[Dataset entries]
----------------

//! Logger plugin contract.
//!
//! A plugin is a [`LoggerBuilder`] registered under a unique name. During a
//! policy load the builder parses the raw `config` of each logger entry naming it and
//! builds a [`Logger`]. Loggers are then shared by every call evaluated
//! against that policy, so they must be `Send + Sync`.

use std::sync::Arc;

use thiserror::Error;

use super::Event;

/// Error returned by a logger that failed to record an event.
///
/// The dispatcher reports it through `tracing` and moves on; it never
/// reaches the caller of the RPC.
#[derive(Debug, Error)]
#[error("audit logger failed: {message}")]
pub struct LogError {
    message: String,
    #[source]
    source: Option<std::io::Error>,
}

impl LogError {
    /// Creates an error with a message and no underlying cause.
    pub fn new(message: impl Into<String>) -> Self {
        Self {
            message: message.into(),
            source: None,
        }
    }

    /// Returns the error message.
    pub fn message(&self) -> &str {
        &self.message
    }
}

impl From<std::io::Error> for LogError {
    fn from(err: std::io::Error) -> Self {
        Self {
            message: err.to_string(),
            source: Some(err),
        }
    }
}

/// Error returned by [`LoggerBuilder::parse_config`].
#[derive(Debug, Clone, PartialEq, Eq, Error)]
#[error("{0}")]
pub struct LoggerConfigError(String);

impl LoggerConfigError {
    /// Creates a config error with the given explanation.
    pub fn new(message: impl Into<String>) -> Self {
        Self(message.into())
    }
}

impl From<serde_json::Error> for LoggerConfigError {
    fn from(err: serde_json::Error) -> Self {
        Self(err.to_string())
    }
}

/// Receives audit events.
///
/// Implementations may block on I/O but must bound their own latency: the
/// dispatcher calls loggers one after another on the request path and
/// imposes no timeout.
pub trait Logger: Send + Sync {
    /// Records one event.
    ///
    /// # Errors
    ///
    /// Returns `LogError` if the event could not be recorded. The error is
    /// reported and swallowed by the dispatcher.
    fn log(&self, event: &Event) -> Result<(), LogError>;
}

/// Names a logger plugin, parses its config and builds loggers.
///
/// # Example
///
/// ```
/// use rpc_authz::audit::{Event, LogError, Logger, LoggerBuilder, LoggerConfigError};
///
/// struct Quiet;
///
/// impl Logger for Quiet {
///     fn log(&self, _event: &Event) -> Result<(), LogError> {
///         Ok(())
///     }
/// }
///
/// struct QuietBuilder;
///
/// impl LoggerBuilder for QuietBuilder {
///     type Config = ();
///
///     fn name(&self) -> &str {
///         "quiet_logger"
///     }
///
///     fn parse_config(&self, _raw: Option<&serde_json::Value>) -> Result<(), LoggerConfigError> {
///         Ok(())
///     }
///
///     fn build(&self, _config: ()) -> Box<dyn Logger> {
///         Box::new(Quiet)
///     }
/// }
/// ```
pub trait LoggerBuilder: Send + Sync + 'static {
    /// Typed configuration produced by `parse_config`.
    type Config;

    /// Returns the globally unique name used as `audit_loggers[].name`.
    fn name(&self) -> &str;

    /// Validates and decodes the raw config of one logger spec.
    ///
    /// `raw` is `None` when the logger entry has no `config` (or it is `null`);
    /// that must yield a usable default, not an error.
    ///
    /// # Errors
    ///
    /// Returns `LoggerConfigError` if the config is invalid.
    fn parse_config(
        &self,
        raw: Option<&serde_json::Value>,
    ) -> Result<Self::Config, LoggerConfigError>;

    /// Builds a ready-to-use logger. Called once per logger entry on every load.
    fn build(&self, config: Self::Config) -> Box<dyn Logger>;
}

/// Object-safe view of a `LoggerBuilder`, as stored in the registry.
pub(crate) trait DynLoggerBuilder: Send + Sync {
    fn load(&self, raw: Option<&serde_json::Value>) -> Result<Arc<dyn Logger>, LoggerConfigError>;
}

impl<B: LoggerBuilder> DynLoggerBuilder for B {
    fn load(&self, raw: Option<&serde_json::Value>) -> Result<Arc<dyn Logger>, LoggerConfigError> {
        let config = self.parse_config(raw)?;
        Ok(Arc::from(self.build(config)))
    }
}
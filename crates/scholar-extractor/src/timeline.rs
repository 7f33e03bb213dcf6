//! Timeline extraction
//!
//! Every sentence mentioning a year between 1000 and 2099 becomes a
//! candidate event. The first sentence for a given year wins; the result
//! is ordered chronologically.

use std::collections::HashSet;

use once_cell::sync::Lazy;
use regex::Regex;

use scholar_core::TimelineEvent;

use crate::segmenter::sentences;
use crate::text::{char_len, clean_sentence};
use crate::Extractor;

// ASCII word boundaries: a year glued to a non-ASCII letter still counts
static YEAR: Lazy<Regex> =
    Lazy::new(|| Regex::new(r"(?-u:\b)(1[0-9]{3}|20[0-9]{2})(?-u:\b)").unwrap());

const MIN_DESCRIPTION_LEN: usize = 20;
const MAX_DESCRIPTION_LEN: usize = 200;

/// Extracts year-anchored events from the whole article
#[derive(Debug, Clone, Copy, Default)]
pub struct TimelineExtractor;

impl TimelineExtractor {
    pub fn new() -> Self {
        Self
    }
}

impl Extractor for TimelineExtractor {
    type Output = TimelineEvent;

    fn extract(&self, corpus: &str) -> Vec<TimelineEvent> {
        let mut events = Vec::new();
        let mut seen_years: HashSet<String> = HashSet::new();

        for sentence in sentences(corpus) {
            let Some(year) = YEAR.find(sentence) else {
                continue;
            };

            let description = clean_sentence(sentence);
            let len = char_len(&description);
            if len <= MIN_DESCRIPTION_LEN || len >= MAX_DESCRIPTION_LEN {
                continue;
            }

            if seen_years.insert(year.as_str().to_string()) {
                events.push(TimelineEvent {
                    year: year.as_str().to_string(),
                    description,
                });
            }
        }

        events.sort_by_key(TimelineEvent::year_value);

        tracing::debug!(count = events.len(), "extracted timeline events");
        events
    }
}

----------------

What you will do:
Please output exactly the lines between the one holding "type Config;" and the one holding "static YEAR: Lazy<Regex>" in the records above, inclusive, and nothing more.

Task answer:
    type Config;

    /// Returns the globally unique name used as `audit_loggers[].name`.
    fn name(&self) -> &str;

    /// Validates and decodes the raw config of one logger spec.
    ///
    /// `raw` is `None` when the logger entry has no `config` (or it is `null`);
    /// that must yield a usable default, not an error.
    ///
    /// # Errors
    ///
    /// Returns `LoggerConfigError` if the config is invalid.
    fn parse_config(
        &self,
        raw: Option<&serde_json::Value>,
    ) -> Result<Self::Config, LoggerConfigError>;

    /// Builds a ready-to-use logger. Called once per logger entry on every load.
    fn build(&self, config: Self::Config) -> Box<dyn Logger>;
}

/// Object-safe view of a `LoggerBuilder`, as stored in the registry.
pub(crate) trait DynLoggerBuilder: Send + Sync {
    fn load(&self, raw: Option<&serde_json::Value>) -> Result<Arc<dyn Logger>, LoggerConfigError>;
}

impl<B: LoggerBuilder> DynLoggerBuilder for B {
    fn load(&self, raw: Option<&serde_json::Value>) -> Result<Arc<dyn Logger>, LoggerConfigError> {
        let config = self.parse_config(raw)?;
        Ok(Arc::from(self.build(config)))
    }
}
filename crates/scholar-extractor/src/timeline.rs
repository 7f33e03bb213dcf6
//! Timeline extraction
//!
//! Every sentence mentioning a year between 1000 and 2099 becomes a
//! candidate event. The first sentence for a given year wins; the result
//! is ordered chronologically.

use std::collections::HashSet;

use once_cell::sync::Lazy;
use regex::Regex;

use scholar_core::TimelineEvent;

use crate::segmenter::sentences;
use crate::text::{char_len, clean_sentence};
use crate::Extractor;

// ASCII word boundaries: a year glued to a non-ASCII letter still counts
static YEAR: Lazy<Regex> =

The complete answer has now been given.